Well, Its their site… should they be able to do what they want to it? Its kind of like no dogs allowed or no shoes no shirt no service… What would the dogs do if your shoes?
I use firefox more than anyone, and I cringe at the thought of having to make my sites compatable with IE. Nonetheless, I do it because I know 90% of people in the world use Internet Explorer, and a suggestion to “Download This” is only going to frighten users into thinking they have downloaded some sort of malicious software.
Microsoft’s practices are exactly the reason more and more people are switching to Firefox, so as far as it being “payback time”, I can only see this as an oppurtunity for less people to be attracted to “open-source” software.
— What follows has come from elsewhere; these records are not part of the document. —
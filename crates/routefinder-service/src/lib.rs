//! HTTP surface for routefinder.
//!
//! Handlers stay thin: they validate query strings, hand the work to
//! `routefinder-lib` on the blocking pool, and format the result. Errors are
//! RFC 9457 [`ProblemDetails`] bodies.
//!
//! # Endpoints
//!
//! - `GET /route?src=lon,lat&dst=lon,lat&mode=&alg=&max_paths=&max_depth=&max_weight=`
//! - `GET /compare?src=lon,lat&dst=lon,lat`
//! - `GET /health/live`, `GET /health/ready`

#![deny(warnings)]

pub mod config;
mod handlers;
mod health;
pub mod logging;
mod problem;
mod request;
mod response;
mod state;

use axum::{routing::get, Router};
use tower_http::{cors::CorsLayer, trace::TraceLayer};

pub use config::ServiceConfig;
pub use handlers::{compare_handler, route_handler};
pub use health::{health_live, health_ready, HealthStatus};
pub use logging::{init_logging, LogFormat, LoggingConfig};
pub use problem::{
    from_lib_error, ProblemDetails, PROBLEM_INTERNAL_ERROR, PROBLEM_INVALID_REQUEST,
    PROBLEM_SERVICE_UNAVAILABLE,
};
pub use request::{CompareParams, CompareQuery, RouteParams, RouteQuery, Validate};
pub use response::{ApiResponse, CompareResponse, RouteResponse, ServiceResponse, SnappedPoint};
pub use state::{AppState, AppStateError};

/// Assemble the service router over a loaded state.
pub fn build_router(state: AppState) -> Router {
    Router::new()
        .route("/route", get(route_handler))
        .route("/compare", get(compare_handler))
        .route("/health/live", get(health_live))
        .route("/health/ready", get(health_ready))
        .layer(TraceLayer::new_for_http())
        .layer(CorsLayer::permissive())
        .with_state(state)
}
In a way it’s sad of course, OTOH there’s merely banner ads or stupid programming of the site — there’s endless amounts of pages which show correctly only in IE, and you rarely hear someone rambling.
Payback time.
TBH, I’d make the page viewable in any and all browsers EXCEPT Internet Exploiter
I Blame Google. They are so violating their ‘Don’t be evil’-policy by pushing people to force their visitors to use another browser than they want. Unless you consider IE to be evil, then this is a totally justified crusade.
This sort of thing is actually very easy to do. It’s been easy to do for a very long time. There’s a function of the webserver that returns what type of browser is accessing the site. You just put a little code into the site that says ‘if this, load this page’ ‘if that, load that page’.
It’s supposed to allow you to create sites that anyone, with any browser, can view… so you don’t lose viewers or customers.
My advice on sites that block your browser is… avoid them. It’s not like there aren’t thousands more sites out there, and probably hundreds which are very simular to the one that blocks you.
That or load the browser they prefer long enough to go to their site, harvest the urls from it you need or whatever and then go back to your prefered browser.
Oh, and for the people that ‘blame google’, they have nothing to do with it. It’s entirely the fault of the person that wrote the website code.
Ed Bott wrote: “Aaron, I went and looked at the quotes you referred to. They’re way down at the bottom of a sidebar, under the heading “Fanboy quotes,” and I took them to be satire, although I can see how a casual observer might see them otherwise. Personally, I would have linked the quotes to their original material so that people could get the joke more easily, but that’s just me.”
Yeah, that’s true, Ed. However, what you don’t know is that before that (i.e. before posting them under the “Fanboy quotes” section), those comments were listed beside other ones, let’s say trully supportive comments. And nomather what, he is misquoting these folks anyway, which is bad IMO.
P.S. – And just for the record, here’s also a link to another interesting no less that 12-pages long thread that Andrew K/Mastertech opened back then on the Ars Technica forum that I frequent: Firefox Myths (btw. my nick there is “shirker”), where many of his, errr should I say “mistakes” and “unfair practices”, were revealed.